*** Opening of MATERIAL PROVIDED ***
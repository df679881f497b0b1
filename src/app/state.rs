use std::collections::BTreeMap;
use std::sync::mpsc::{self, Receiver, Sender, TryRecvError};
use stock_uploader::download::SavedDownload;
use stock_uploader::upload::{BatchReport, SlotEvent, SlotOutcome, SlotRegistry};
use stock_uploader::Supplier;
use tokio::sync::mpsc::UnboundedReceiver;

const MAX_NOTICES: usize = 6;

pub type DownloadResult = Result<SavedDownload, String>;

#[derive(Clone, Default)]
pub enum BatchProgress {
    #[default]
    NotStarted,
    Uploading {
        total: usize,
        uploaded: usize,
        failed: usize,
    },
    Completed {
        total: usize,
        uploaded: usize,
        failed: usize,
    },
}

#[derive(Clone, Debug, PartialEq, Eq)]
pub enum Notice {
    Info(String),
    Warning(String),
    Error(String),
}

#[derive(Default)]
pub struct AppState {
    pub registry: SlotRegistry,
    pub progress: BatchProgress,
    pub slot_errors: BTreeMap<Supplier, String>,
    pub notices: Vec<Notice>,
    pub last_download: Option<SavedDownload>,
    pub show_details: bool,
    pub slot_receiver: Option<UnboundedReceiver<SlotEvent>>,
    pub report_receiver: Option<Receiver<BatchReport>>,
    pub download_receiver: Option<Receiver<DownloadResult>>,
}

impl AppState {
    pub fn push_notice(&mut self, notice: Notice) {
        self.notices.push(notice);
        if self.notices.len() > MAX_NOTICES {
            let excess = self.notices.len() - MAX_NOTICES;
            self.notices.drain(..excess);
        }
    }

    pub fn begin_progress(&mut self, total: usize) {
        self.progress = BatchProgress::Uploading {
            total,
            uploaded: 0,
            failed: 0,
        };
    }

    /// Applies one settled transfer to the registry and the progress counters.
    pub fn record_event(&mut self, event: &SlotEvent) {
        self.registry.apply(event);
        match &event.outcome {
            SlotOutcome::Uploaded => {
                self.slot_errors.remove(&event.supplier);
            }
            SlotOutcome::Failed(reason) => {
                self.slot_errors.insert(event.supplier, reason.clone());
            }
        }

        if let BatchProgress::Uploading {
            uploaded, failed, ..
        } = &mut self.progress
        {
            match event.outcome {
                SlotOutcome::Uploaded => *uploaded += 1,
                SlotOutcome::Failed(_) => *failed += 1,
            }
        }
    }

    pub fn drain_slot_events(&mut self) -> bool {
        let mut events = Vec::new();
        if let Some(receiver) = &mut self.slot_receiver {
            while let Ok(event) = receiver.try_recv() {
                events.push(event);
            }
        }
        for event in &events {
            self.record_event(event);
        }
        !events.is_empty()
    }

    pub fn complete_batch(&mut self, report: &BatchReport) {
        self.registry.finish_batch(report);
        self.progress = BatchProgress::Completed {
            total: report.total(),
            uploaded: report.succeeded().len(),
            failed: report.failed().len(),
        };
        self.slot_receiver = None;
        self.report_receiver = None;

        if report.failed().is_empty() {
            self.push_notice(Notice::Info(report.summary()));
        } else {
            let failed: Vec<String> = report.failed().iter().map(|s| s.to_string()).collect();
            self.push_notice(Notice::Error(format!(
                "Upload completed with failures: {}. Remove and reselect to try again.",
                failed.join(", ")
            )));
        }
    }

    pub fn download_pending(&self) -> bool {
        self.download_receiver.is_some()
    }

    /// Opens the result channel for a new download. Returns `None` while an
    /// earlier download has not reported back yet.
    pub fn begin_download(&mut self) -> Option<Sender<DownloadResult>> {
        if self.download_pending() {
            return None;
        }
        let (sender, receiver) = mpsc::channel();
        self.download_receiver = Some(receiver);
        Some(sender)
    }

    /// Takes the download result once the worker has reported. A worker that
    /// exits without reporting is treated as a failure.
    pub fn poll_download(&mut self) -> Option<DownloadResult> {
        let result = match self.download_receiver.as_ref()?.try_recv() {
            Ok(result) => result,
            Err(TryRecvError::Empty) => return None,
            Err(TryRecvError::Disconnected) => Err("Download worker stopped unexpectedly".to_string()),
        };
        self.download_receiver = None;
        Some(result)
    }

    pub fn clear_slot(&mut self, supplier: Supplier) {
        self.registry.remove_file(supplier);
        self.slot_errors.remove(&supplier);
    }

    pub fn get_progress_percentage(&self) -> f32 {
        match &self.progress {
            BatchProgress::NotStarted => 0.0,
            BatchProgress::Uploading {
                total,
                uploaded,
                failed,
            } => {
                if *total == 0 {
                    0.0
                } else {
                    (*uploaded + *failed) as f32 / *total as f32
                }
            }
            BatchProgress::Completed { total, .. } => {
                if *total == 0 {
                    0.0
                } else {
                    1.0
                }
            }
        }
    }

    pub fn get_status_text(&self) -> String {
        match &self.progress {
            BatchProgress::NotStarted => String::new(),
            BatchProgress::Uploading {
                total,
                uploaded,
                failed,
            } => format!(
                "Progress: {}/{} files | ✅ Uploaded: {} | ❌ Failed: {}",
                uploaded + failed,
                total,
                uploaded,
                failed
            ),
            BatchProgress::Completed {
                total,
                uploaded,
                failed,
            } => format!(
                "Final Status: {}/{} files | ✅ Uploaded: {} | ❌ Failed: {}",
                total, total, uploaded, failed
            ),
        }
    }
}
//! Single "download processed result" action.
//!
//! The negotiator asks the transfer client for the artifact, names it from
//! the server's `Content-Disposition` (or the caller's fallback) and hands it
//! to a [`BlobSink`]. The in-flight flag is held by a guard, so it is released
//! on every exit path.

mod sink;

pub use sink::{BlobSink, DirectorySink, SaveError};

use crate::transfer::{TransferClient, TransferError};
use std::path::PathBuf;
use std::sync::atomic::{AtomicBool, Ordering};
use std::sync::Arc;
use thiserror::Error;
use tracing::{error, info};

#[derive(Debug, Error)]
pub enum DownloadError {
    #[error("A download is already in progress")]
    AlreadyInFlight,

    #[error(transparent)]
    Transfer(#[from] TransferError),

    #[error(transparent)]
    Save(#[from] SaveError),
}

#[derive(Debug, Clone, PartialEq, Eq)]
pub struct SavedDownload {
    pub name: String,
    pub path: PathBuf,
    pub size: usize,
}

struct InFlightGuard<'a>(&'a AtomicBool);

impl Drop for InFlightGuard<'_> {
    fn drop(&mut self) {
        self.0.store(false, Ordering::SeqCst);
    }
}

pub struct DownloadNegotiator<C, S> {
    client: C,
    sink: S,
    in_flight: Arc<AtomicBool>,
}

impl<C: TransferClient, S: BlobSink> DownloadNegotiator<C, S> {
    pub fn new(client: C, sink: S) -> Self {
        Self::with_flag(client, sink, Arc::new(AtomicBool::new(false)))
    }

    /// Builds a negotiator that reports through an existing flag, so a host
    /// can watch it from another thread.
    pub fn with_flag(client: C, sink: S, in_flight: Arc<AtomicBool>) -> Self {
        Self {
            client,
            sink,
            in_flight,
        }
    }

    pub fn in_flight(&self) -> bool {
        self.in_flight.load(Ordering::SeqCst)
    }

    pub async fn download_named(
        &self,
        resource_path: &str,
        fallback_name: &str,
    ) -> Result<SavedDownload, DownloadError> {
        if self
            .in_flight
            .compare_exchange(false, true, Ordering::SeqCst, Ordering::SeqCst)
            .is_err()
        {
            return Err(DownloadError::AlreadyInFlight);
        }
        let _guard = InFlightGuard(&self.in_flight);

        let blob = self.client.download(resource_path).await.map_err(|e| {
            error!(resource = %resource_path, error = %e, "Download failed");
            e
        })?;

        let name = blob
            .suggested_name
            .clone()
            .unwrap_or_else(|| fallback_name.to_string());
        let path = self.sink.save(&name, &blob.content).map_err(|e| {
            error!(name = %name, error = %e, "Saving download failed");
            e
        })?;

        info!(name = %name, path = %path.display(), size = blob.content.len(), "Download saved");
        Ok(SavedDownload {
            name,
            path,
            size: blob.content.len(),
        })
    }
}
mod app;

use app::StockUploader;
use eframe::CreationContext;
use stock_uploader::config::{ConfigError, Settings};
use stock_uploader::logging::init_tracing;
use tracing::{info, warn};

fn load_settings() -> (Settings, Option<ConfigError>) {
    let loaded = match Settings::default_path() {
        Some(path) => Settings::load_or_create(&path),
        None => Ok(Settings::default()),
    };
    let (mut settings, err) = match loaded {
        Ok(settings) => (settings, None),
        Err(e) => (Settings::default(), Some(e)),
    };
    settings.apply_env_overrides();
    (settings, err)
}

fn main() -> eframe::Result<()> {
    let (settings, config_error) = load_settings();
    init_tracing(&settings.logging.level);
    if let Some(e) = config_error {
        warn!(error = %e, "Using default settings");
    }
    info!(api = %settings.api.base_url, "Starting Stock Uploader");

    let options = eframe::NativeOptions {
        viewport: eframe::egui::ViewportBuilder::default()
            .with_inner_size([760.0, 720.0])
            .with_min_inner_size([560.0, 520.0]),
        ..Default::default()
    };

    eframe::run_native(
        "Stock Uploader",
        options,
        Box::new(move |cc: &CreationContext| Box::new(StockUploader::new(cc, settings))),
    )
}
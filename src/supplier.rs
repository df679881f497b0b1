use std::fmt;

/// A stock supplier. Used purely as a key for upload slots.
#[derive(Debug, Clone, Copy, PartialEq, Eq, PartialOrd, Ord, Hash)]
pub enum Supplier {
    Rectron,
    Syntech,
    Solarpop,
    Gammatek,
    Booksite,
    Apex,
    Brickup,
    Lookup,
}

impl Supplier {
    pub const ALL: [Supplier; 8] = [
        Supplier::Rectron,
        Supplier::Syntech,
        Supplier::Solarpop,
        Supplier::Gammatek,
        Supplier::Booksite,
        Supplier::Apex,
        Supplier::Brickup,
        Supplier::Lookup,
    ];

    /// Value sent in the `supplier` multipart field.
    pub fn as_str(self) -> &'static str {
        match self {
            Supplier::Rectron => "Rectron",
            Supplier::Syntech => "Syntech",
            Supplier::Solarpop => "Solarpop",
            Supplier::Gammatek => "Gammatek",
            Supplier::Booksite => "Booksite",
            Supplier::Apex => "Apex",
            Supplier::Brickup => "Brickup",
            Supplier::Lookup => "Lookup",
        }
    }

    /// The stock file this supplier usually sends, when it is known.
    pub fn expected_file(self) -> Option<&'static str> {
        match self {
            Supplier::Lookup => Some("skus_and_ids.csv"),
            Supplier::Apex => Some("Apex Interactive SOH Price List.xlsx"),
            Supplier::Solarpop => Some("Solarpop-Rivergate-SOH.csv"),
            Supplier::Brickup => Some("SOH TEMPLATES SPL (MASTER).xlsx"),
            _ => None,
        }
    }

    /// Glob used when assigning files from a folder. Matched case-insensitively.
    pub fn file_pattern(self) -> &'static str {
        match self {
            Supplier::Rectron => "rectron*",
            Supplier::Syntech => "syntech*",
            Supplier::Solarpop => "solarpop*soh*.csv",
            Supplier::Gammatek => "gammatek*",
            Supplier::Booksite => "booksite*",
            Supplier::Apex => "apex*soh*.xlsx",
            Supplier::Brickup => "soh templates spl*.xlsx",
            Supplier::Lookup => "skus_and_ids*.csv",
        }
    }
}

impl fmt::Display for Supplier {
    fn fmt(&self, f: &mut fmt::Formatter<'_>) -> fmt::Result {
        f.write_str(self.as_str())
    }
}
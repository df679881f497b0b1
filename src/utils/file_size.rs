const UNITS: [&str; 5] = ["B", "KB", "MB", "GB", "TB"];

/// Human-readable size for a pending file, e.g. `1.50 MB`.
pub fn format_size(size: u64) -> String {
    let mut value = size as f64;
    let mut unit_index = 0;

    while value >= 1024.0 && unit_index < UNITS.len() - 1 {
        value /= 1024.0;
        unit_index += 1;
    }

    if unit_index == 0 {
        format!("{} {}", size, UNITS[0])
    } else {
        format!("{:.2} {}", value, UNITS[unit_index])
    }
}
pub mod config;
pub mod download;
pub mod logging;
pub mod supplier;
pub mod transfer;
pub mod upload;
pub mod utils;

pub use supplier::Supplier;
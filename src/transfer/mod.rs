mod error;
mod http;

pub use error::TransferError;
pub use http::{suggested_filename, HttpTransferClient, NamedBlob, TransferClient};
use super::{BatchProgress, Notice, StockUploader};
use eframe::egui::{self, Align, Color32, RichText};
use stock_uploader::upload::{SlotState, UploadSlot};
use stock_uploader::utils::file_size::format_size;
use stock_uploader::Supplier;

const ACCENT: Color32 = Color32::from_rgb(161, 89, 225);
const SUCCESS: Color32 = Color32::from_rgb(0, 180, 0);
const FAILURE: Color32 = Color32::from_rgb(220, 50, 50);
const MUTED: Color32 = Color32::from_rgb(150, 150, 150);

enum SlotAction {
    Choose(Supplier),
    Remove(Supplier),
}

fn state_badge(state: SlotState) -> (&'static str, Color32) {
    match state {
        SlotState::NotUploaded => ("⏺ Not uploaded", MUTED),
        SlotState::Uploading => ("⏳ Uploading", ACCENT),
        SlotState::Uploaded => ("✅ Uploaded", SUCCESS),
        SlotState::Failed => ("❌ Failed", FAILURE),
    }
}

impl StockUploader {
    pub fn render(&mut self, ctx: &egui::Context) {
        egui::CentralPanel::default().show(ctx, |ui| {
            let total_height = ui.available_height();
            let footer_height = 60.0;
            let content_height = total_height - footer_height;

            egui::ScrollArea::vertical()
                .max_height(content_height)
                .show(ui, |ui| {
                    ui.add_space(20.0);
                    ui.vertical_centered(|ui| {
                        ui.heading("Product Stock Updates");
                        ui.add_space(5.0);
                        ui.label(
                            RichText::new("Upload supplier stock files for processing")
                                .color(ui.visuals().text_color().gamma_multiply(0.7)),
                        );
                    });

                    ui.add_space(20.0);
                    self.render_slots(ui);
                    ui.add_space(20.0);
                    self.render_upload_controls(ui);
                    ui.add_space(20.0);
                    self.render_download(ui);
                    ui.add_space(20.0);
                });

            ui.with_layout(egui::Layout::bottom_up(Align::Center), |ui| {
                ui.add_space(10.0);
                self.render_footer(ui);
            });
        });
    }

    fn render_slots(&mut self, ui: &mut egui::Ui) {
        let snapshot = self.state.registry.snapshot();
        let inputs_enabled = !snapshot.batch_in_flight;
        let mut action = None;

        ui.group(|ui| {
            egui::Grid::new("supplier_slots")
                .num_columns(4)
                .spacing([16.0, 10.0])
                .striped(true)
                .show(ui, |ui| {
                    for slot in &snapshot.slots {
                        if let Some(a) = Self::render_slot_row(ui, slot, inputs_enabled) {
                            action = Some(a);
                        }
                        ui.end_row();
                    }
                });

            ui.add_space(8.0);
            ui.add_enabled_ui(inputs_enabled, |ui| {
                if ui.button("📂 Assign From Folder").clicked() {
                    self.assign_from_folder();
                }
            });
        });

        match action {
            Some(SlotAction::Choose(supplier)) => self.pick_file(supplier),
            Some(SlotAction::Remove(supplier)) => self.remove_file(supplier),
            None => {}
        }
    }

    fn render_slot_row(ui: &mut egui::Ui, slot: &UploadSlot, inputs_enabled: bool) -> Option<SlotAction> {
        let mut action = None;

        ui.vertical(|ui| {
            ui.strong(slot.supplier.as_str());
            if let Some(expected) = slot.supplier.expected_file() {
                ui.label(RichText::new(expected).small().weak());
            }
        });

        match (&slot.input_label, &slot.pending_file) {
            (Some(label), Some(file)) => {
                ui.label(format!("{} ({})", label, format_size(file.size())));
            }
            (Some(label), None) => {
                ui.label(label);
            }
            _ => {
                ui.label(RichText::new("No file selected").weak());
            }
        }

        let (text, color) = state_badge(slot.state);
        ui.colored_label(color, text);

        ui.horizontal(|ui| {
            let can_choose = inputs_enabled && slot.state == SlotState::NotUploaded;
            if ui
                .add_enabled(can_choose, egui::Button::new("📁 Choose"))
                .clicked()
            {
                action = Some(SlotAction::Choose(slot.supplier));
            }

            let can_remove = slot.input_label.is_some() || slot.state.is_terminal();
            if ui
                .add_enabled(can_remove, egui::Button::new("✖ Remove"))
                .clicked()
            {
                action = Some(SlotAction::Remove(slot.supplier));
            }
        });

        action
    }

    fn render_upload_controls(&mut self, ui: &mut egui::Ui) {
        ui.vertical_centered(|ui| {
            let in_flight = self.state.registry.batch_in_flight();
            let label = if in_flight {
                "⏳ Uploading..."
            } else {
                "📤 Upload Files"
            };
            let button = egui::Button::new(label).min_size(egui::vec2(200.0, 40.0));
            if ui
                .add_enabled(self.state.registry.can_upload(), button)
                .clicked()
            {
                self.start_upload();
            }
        });

        if matches!(self.state.progress, BatchProgress::NotStarted) {
            return;
        }

        ui.add_space(10.0);
        ui.group(|ui| {
            let progress_bar = egui::ProgressBar::new(self.state.get_progress_percentage())
                .show_percentage()
                .animate(self.state.registry.batch_in_flight())
                .fill(ACCENT);
            ui.add(progress_bar);
            ui.label(self.state.get_status_text());
        });

        if self.state.slot_errors.is_empty() {
            return;
        }

        ui.add_space(10.0);
        if ui
            .button(if self.state.show_details {
                "Hide Details"
            } else {
                "Show Details"
            })
            .clicked()
        {
            self.state.show_details = !self.state.show_details;
        }

        if self.state.show_details {
            egui::ScrollArea::vertical()
                .max_height(200.0)
                .show(ui, |ui| {
                    egui::Frame::none()
                        .fill(ui.style().visuals.extreme_bg_color)
                        .show(ui, |ui| {
                            ui.add_space(8.0);
                            for (supplier, reason) in &self.state.slot_errors {
                                ui.horizontal(|ui| {
                                    ui.label("❌");
                                    ui.colored_label(FAILURE, format!("{} - {}", supplier, reason));
                                });
                                ui.add_space(4.0);
                            }
                            ui.add_space(8.0);
                        });
                });
        }
    }

    fn render_download(&mut self, ui: &mut egui::Ui) {
        ui.group(|ui| {
            ui.label("Processed Booksite file");
            ui.add_space(5.0);
            ui.horizontal(|ui| {
                if self.download_in_flight() {
                    ui.add_enabled(false, egui::Button::new("Loading..."));
                    ui.spinner();
                } else if ui.button("⬇ Download").clicked() {
                    self.start_download();
                }
            });

            if let Some(saved) = &self.state.last_download {
                ui.add_space(5.0);
                ui.horizontal(|ui| {
                    ui.label(format!("Saved: {}", saved.path.display()));
                    if ui.link("Open folder").clicked() {
                        if let Some(parent) = saved.path.parent() {
                            if let Err(e) = open::that(parent) {
                                tracing::warn!(error = %e, "Failed to open download folder");
                            }
                        }
                    }
                });
            }
        });
    }

    fn render_footer(&self, ui: &mut egui::Ui) {
        for notice in self.state.notices.iter().rev().take(3) {
            ui.vertical_centered(|ui| match notice {
                Notice::Info(text) => {
                    ui.colored_label(SUCCESS, text);
                }
                Notice::Warning(text) => {
                    ui.colored_label(Color32::from_rgb(230, 160, 30), text);
                }
                Notice::Error(text) => {
                    ui.colored_label(FAILURE, text);
                }
            });
        }
        ui.add_space(5.0);
        ui.label(
            RichText::new(format!("API: {}", self.client.base_url()))
                .small()
                .color(MUTED),
        );
    }
}
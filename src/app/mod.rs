mod state;
mod ui;

use state::{AppState, BatchProgress, Notice};

use eframe::{egui, App};
use rfd::FileDialog;
use std::sync::atomic::{AtomicBool, Ordering};
use std::sync::mpsc as std_mpsc;
use std::sync::Arc;
use stock_uploader::config::Settings;
use stock_uploader::download::{DirectorySink, DownloadNegotiator};
use stock_uploader::transfer::HttpTransferClient;
use stock_uploader::upload::folder::scan_folder;
use stock_uploader::upload::{
    BatchReport, Orchestrator, PendingFile, SlotEvent, SlotOutcome, UploadBatch,
};
use stock_uploader::Supplier;
use tokio::sync::mpsc::{self, UnboundedSender};
use tracing::{error, info, warn};

pub struct StockUploader {
    settings: Settings,
    state: AppState,
    client: HttpTransferClient,
    orchestrator: Arc<Orchestrator<HttpTransferClient>>,
    download_flag: Arc<AtomicBool>,
}

fn runtime() -> std::io::Result<tokio::runtime::Runtime> {
    tokio::runtime::Builder::new_current_thread()
        .enable_all()
        .build()
}

impl StockUploader {
    pub fn new(_cc: &eframe::CreationContext<'_>, settings: Settings) -> Self {
        info!(api = %settings.api.base_url, "Initializing stock uploader");
        let client = HttpTransferClient::new(&settings.api.base_url, &settings.upload.endpoint);
        let orchestrator = Orchestrator::new(client.clone())
            .with_max_concurrent(settings.max_concurrent_uploads());
        Self {
            settings,
            state: AppState::default(),
            client,
            orchestrator: Arc::new(orchestrator),
            download_flag: Arc::new(AtomicBool::new(false)),
        }
    }

    pub fn download_in_flight(&self) -> bool {
        self.state.download_pending() || self.download_flag.load(Ordering::SeqCst)
    }

    pub fn pick_file(&mut self, supplier: Supplier) {
        let mut dialog = FileDialog::new().set_title(format!("Select {} stock file", supplier));
        if let Some(name) = supplier.expected_file() {
            dialog = dialog.set_file_name(name);
        }
        let Some(paths) = dialog.pick_files() else {
            return;
        };

        let mut files = Vec::with_capacity(paths.len());
        for path in &paths {
            match PendingFile::from_path(path) {
                Ok(file) => files.push(file),
                Err(e) => {
                    let msg = format!("Failed to read {}: {}", path.display(), e);
                    error!("{}", msg);
                    self.state.push_notice(Notice::Error(msg));
                    return;
                }
            }
        }

        if let Err(e) = self.state.registry.select_files(supplier, files) {
            self.state.push_notice(Notice::Warning(e.to_string()));
        } else {
            self.state.slot_errors.remove(&supplier);
        }
    }

    pub fn remove_file(&mut self, supplier: Supplier) {
        self.state.clear_slot(supplier);
    }

    pub fn assign_from_folder(&mut self) {
        let Some(folder) = FileDialog::new().pick_folder() else {
            return;
        };

        let scan = match scan_folder(&folder) {
            Ok(scan) => scan,
            Err(e) => {
                error!(folder = %folder.display(), error = %e, "Folder scan failed");
                self.state.push_notice(Notice::Error(e.to_string()));
                return;
            }
        };

        if scan.matches.is_empty() {
            self.state.push_notice(Notice::Warning(format!(
                "No supplier files found in {}",
                folder.display()
            )));
            return;
        }

        let results = scan.assign(&mut self.state.registry);
        let assigned: Vec<String> = results
            .iter()
            .filter(|(_, r)| r.is_ok())
            .map(|(s, _)| s.to_string())
            .collect();
        for (_, result) in results {
            if let Err(e) = result {
                self.state.push_notice(Notice::Warning(e.to_string()));
            }
        }
        if !assigned.is_empty() {
            self.state.push_notice(Notice::Info(format!(
                "Assigned files for {}",
                assigned.join(", ")
            )));
        }
    }

    pub fn start_upload(&mut self) {
        let Some(batch) = self.state.registry.begin_batch() else {
            warn!("Upload requested with nothing to dispatch");
            return;
        };
        info!(suppliers = ?batch.suppliers(), "Starting upload");

        let (slot_sender, slot_receiver) = mpsc::unbounded_channel();
        let (report_sender, report_receiver) = std_mpsc::channel();
        self.state.slot_receiver = Some(slot_receiver);
        self.state.report_receiver = Some(report_receiver);
        self.state.begin_progress(batch.len());

        let orchestrator = Arc::clone(&self.orchestrator);
        std::thread::spawn(move || {
            let report = match runtime() {
                Ok(rt) => rt.block_on(orchestrator.dispatch(batch, slot_sender)),
                Err(e) => {
                    error!(error = %e, "Failed to start upload runtime");
                    fail_batch(batch, &slot_sender, &e.to_string())
                }
            };
            let _ = report_sender.send(report);
        });
    }

    pub fn start_download(&mut self) {
        let Some(sender) = self.state.begin_download() else {
            warn!("Download requested while one is already running");
            return;
        };

        let client = self.client.clone();
        let sink = DirectorySink::new(self.settings.download_dir());
        let flag = Arc::clone(&self.download_flag);
        let resource = self.settings.download.resource_path.clone();
        let fallback = self.settings.download.fallback_name.clone();

        std::thread::spawn(move || {
            let result = match runtime() {
                Ok(rt) => {
                    let negotiator = DownloadNegotiator::with_flag(client, sink, flag);
                    rt.block_on(negotiator.download_named(&resource, &fallback))
                        .map_err(|e| e.to_string())
                }
                Err(e) => Err(format!("Failed to start download runtime: {}", e)),
            };
            let _ = sender.send(result);
        });
    }

    pub fn update_state(&mut self, ctx: &egui::Context) {
        let mut had_updates = self.state.drain_slot_events();

        let report = self
            .state
            .report_receiver
            .as_ref()
            .and_then(|receiver| receiver.try_recv().ok());
        if let Some(report) = report {
            // Every slot event is sent before the report.
            self.state.drain_slot_events();
            self.state.complete_batch(&report);
            had_updates = true;
        }

        if let Some(result) = self.state.poll_download() {
            match result {
                Ok(saved) => {
                    self.state.push_notice(Notice::Info(format!(
                        "Saved {} to {}",
                        saved.name,
                        saved.path.display()
                    )));
                    self.state.last_download = Some(saved);
                }
                Err(e) => self
                    .state
                    .push_notice(Notice::Error(format!("Download failed: {}", e))),
            }
            had_updates = true;
        }

        if had_updates || self.state.registry.batch_in_flight() || self.download_in_flight() {
            ctx.request_repaint();
        }
    }
}

/// Settles every slot in `batch` as failed when no transfer could be started.
fn fail_batch(batch: UploadBatch, events: &UnboundedSender<SlotEvent>, reason: &str) -> BatchReport {
    let outcomes = batch
        .entries
        .into_iter()
        .map(|entry| {
            let event = SlotEvent {
                supplier: entry.supplier,
                outcome: SlotOutcome::Failed(reason.to_string()),
            };
            let _ = events.send(event.clone());
            event
        })
        .collect();
    BatchReport { outcomes }
}

impl App for StockUploader {
    fn update(&mut self, ctx: &egui::Context, _frame: &mut eframe::Frame) {
        self.update_state(ctx);
        self.render(ctx);
    }
}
*** Close of MATERIAL PROVIDED ***
YOUR TASK = The sole thing to report is how many lines in the data hold the string "TransferError".

OUTPUT OF THE TASK = 3